> **Task directions**: Check each line of the data below for the word "contended", then extract the ones that have it.

> **Information provided**:
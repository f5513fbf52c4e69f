//! Physical-layer policy
//!
//! Models the shared medium: a symmetric great-circle range predicate,
//! time-on-air and propagation delay, and channel contention. A
//! collision is recorded when a second packet's reception window begins
//! at a receiver while an earlier window has not yet finished -
//! simultaneous reception, not simultaneous transmission. Accounting is
//! per single default channel.

use crate::config::{ModelParams, ParamSpec, ParamType};
use crate::error::{ConfigError, DropReason};
use crate::net::packet::Position;
use crate::time::SimTime;
use std::time::Duration;

/// Speed of light, m/s
const LIGHT_SPEED_MPS: f64 = 299_792_458.0;

/// Running medium counters, consumed for telemetry.
#[derive(Debug, Clone, Copy, Default, PartialEq, Eq)]
pub struct PhysStats {
    /// Reception windows opened at this entity
    pub messages_seen: u64,
    /// Overlapping-window collisions recorded
    pub collisions: u64,
}

/// Closed set of physical-layer policies, selected by type tag at init.
#[derive(Debug)]
pub enum PhysPolicy {
    /// Range gating only; the channel never contends
    Range(RangePhys),
    /// Range gating plus overlapping-window collision accounting
    Collision(CollisionPhys),
}

impl PhysPolicy {
    /// Type tags accepted by [`PhysPolicy::from_tag`]
    pub const TAGS: &'static [&'static str] = &["range", "collision"];

    /// Build a policy from its configuration tag
    pub fn from_tag(tag: &str, params: &ModelParams) -> Result<Self, ConfigError> {
        match tag {
            "range" => Ok(PhysPolicy::Range(RangePhys::from_params(params)?)),
            "collision" => Ok(PhysPolicy::Collision(CollisionPhys::from_params(params)?)),
            other => Err(ConfigError::UnknownPolicy {
                model: params.model.clone(),
                tag: other.to_string(),
            }),
        }
    }

    fn base(&self) -> &RangePhys {
        match self {
            PhysPolicy::Range(p) => p,
            PhysPolicy::Collision(p) => &p.base,
        }
    }

    /// Symmetric range predicate: both parties within the threshold
    pub fn in_range(&self, a: &Position, b: &Position) -> bool {
        a.distance_m(b) <= self.base().range_m
    }

    /// Configured range threshold in meters
    pub fn range_m(&self) -> f64 {
        self.base().range_m
    }

    /// Signal propagation delay over a distance
    pub fn propagation_delay(&self, distance_m: f64) -> Duration {
        Duration::from_secs_f64(distance_m.max(0.0) / LIGHT_SPEED_MPS)
    }

    /// Simulated time-on-air for a wire frame of `bytes` length
    pub fn airtime(&self, bytes: usize) -> Duration {
        Duration::from_secs_f64(bytes as f64 * 8.0 / self.base().bitrate_bps)
    }

    /// Gate delivery by current range and activity of both parties
    pub fn receive_packet(
        &mut self,
        local: &Position,
        transmitter: &Position,
        active: bool,
    ) -> Result<(), DropReason> {
        if !active {
            return Err(DropReason::Inactive);
        }
        if !self.in_range(local, transmitter) {
            return Err(DropReason::OutOfRange);
        }
        Ok(())
    }

    /// Open a reception window `[now, end)`. With the collision policy,
    /// an already-open window makes this packet a collision casualty.
    pub fn begin_process_packet(&mut self, now: SimTime, end: SimTime) -> Result<(), DropReason> {
        match self {
            PhysPolicy::Range(p) => {
                p.stats.messages_seen += 1;
                Ok(())
            }
            PhysPolicy::Collision(p) => p.begin_window(now, end),
        }
    }

    /// Close out reception windows that ended at or before `now`
    pub fn end_process_packet(&mut self, now: SimTime) {
        if let PhysPolicy::Collision(p) = self {
            p.windows.retain(|w| w.end > now);
        }
    }

    /// Telemetry counters
    pub fn stats(&self) -> PhysStats {
        match self {
            PhysPolicy::Range(p) => p.stats,
            PhysPolicy::Collision(p) => p.base.stats,
        }
    }

    /// Reset between trials
    pub fn reset(&mut self) {
        match self {
            PhysPolicy::Range(p) => p.stats = PhysStats::default(),
            PhysPolicy::Collision(p) => {
                p.base.stats = PhysStats::default();
                p.windows.clear();
            }
        }
    }
}

/// Range-only medium model.
#[derive(Debug)]
pub struct RangePhys {
    range_m: f64,
    bitrate_bps: f64,
    stats: PhysStats,
}

impl RangePhys {
    pub fn from_params(params: &ModelParams) -> Result<Self, ConfigError> {
        let mut declared = params.clone();
        declared.declare(
            "phys.range_m",
            ParamSpec::new("200.0", "radio range threshold in meters", ParamType::Float),
        );
        declared.declare(
            "phys.bitrate_bps",
            ParamSpec::new("6000000", "channel bitrate in bits/second", ParamType::Float),
        );
        Ok(Self {
            range_m: declared.get_f64("phys.range_m")?,
            bitrate_bps: declared.get_f64("phys.bitrate_bps")?.max(1.0),
            stats: PhysStats::default(),
        })
    }
}

/// One open reception window at this receiver.
#[derive(Debug, Clone, Copy)]
struct RxWindow {
    end: SimTime,
}

/// Range gating plus collision accounting on a single default channel.
#[derive(Debug)]
pub struct CollisionPhys {
    base: RangePhys,
    windows: Vec<RxWindow>,
}

impl CollisionPhys {
    pub fn from_params(params: &ModelParams) -> Result<Self, ConfigError> {
        Ok(Self {
            base: RangePhys::from_params(params)?,
            windows: Vec::new(),
        })
    }

    fn begin_window(&mut self, now: SimTime, end: SimTime) -> Result<(), DropReason> {
        self.base.stats.messages_seen += 1;

        // Drop windows that finished before this one starts, then check
        // whether any earlier reception is still in the air.
        self.windows.retain(|w| w.end > now);
        let contended = !self.windows.is_empty();

        self.windows.push(RxWindow { end });

        if contended {
            self.base.stats.collisions += 1;
            return Err(DropReason::Collision);
        }
        Ok(())
    }
}

#[cfg(test)]
mod tests {
    use super::*;

    fn policy(tag: &str, range_m: f64) -> PhysPolicy {
        let params = ModelParams::new("test").with("phys.range_m", range_m.to_string());
        PhysPolicy::from_tag(tag, &params).unwrap()
    }

    #[test]
    fn test_range_symmetric() {
        let phys = policy("range", 200.0);
        let a = Position::from_degrees(40.0, -80.0);
        let b = a.offset(45.0, 150.0);
        assert_eq!(phys.in_range(&a, &b), phys.in_range(&b, &a));
        assert!(phys.in_range(&a, &b));
    }

    #[test]
    fn test_range_monotonic_in_threshold() {
        let a = Position::from_degrees(40.0, -80.0);
        let b = a.offset(90.0, 180.0);
        let mut last_in_range = false;
        for threshold in [50.0, 100.0, 179.0, 181.0, 500.0, 5_000.0] {
            let in_range = policy("range", threshold).in_range(&a, &b);
            // Increasing the threshold never turns an in-range pair out-of-range
            assert!(in_range || !last_in_range);
            last_in_range = in_range;
        }
        assert!(last_in_range);
    }

    #[test]
    fn test_collision_on_overlapping_windows() {
        let mut phys = policy("collision", 200.0);
        let t = SimTime::from_secs(10);

        assert!(phys
            .begin_process_packet(t, t + Duration::from_millis(2))
            .is_ok());
        // Second window begins while the first is still in the air
        assert_eq!(
            phys.begin_process_packet(
                t + Duration::from_millis(1),
                t + Duration::from_millis(3)
            ),
            Err(DropReason::Collision)
        );
        assert_eq!(phys.stats().collisions, 1);
        assert_eq!(phys.stats().messages_seen, 2);
    }

    #[test]
    fn test_no_collision_on_disjoint_windows() {
        let mut phys = policy("collision", 200.0);
        let t = SimTime::from_secs(10);

        assert!(phys
            .begin_process_packet(t, t + Duration::from_millis(1))
            .is_ok());
        phys.end_process_packet(t + Duration::from_millis(1));
        assert!(phys
            .begin_process_packet(
                t + Duration::from_millis(2),
                t + Duration::from_millis(3)
            )
            .is_ok());
        assert_eq!(phys.stats().collisions, 0);
    }

    #[test]
    fn test_out_of_range_rejected() {
        let mut phys = policy("range", 100.0);
        let a = Position::from_degrees(40.0, -80.0);
        let far = a.offset(0.0, 500.0);
        assert_eq!(
            phys.receive_packet(&a, &far, true),
            Err(DropReason::OutOfRange)
        );
        assert_eq!(
            phys.receive_packet(&a, &a, false),
            Err(DropReason::Inactive)
        );
    }

    #[test]
    fn test_airtime_and_propagation() {
        let phys = policy("range", 200.0);
        // 750 bytes at 6 Mbps = 1 ms
        assert_eq!(phys.airtime(750), Duration::from_millis(1));
        assert!(phys.propagation_delay(50.0) < Duration::from_micros(1));
    }
}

> **Output**:
        let contended = !self.windows.is_empty();
        if contended {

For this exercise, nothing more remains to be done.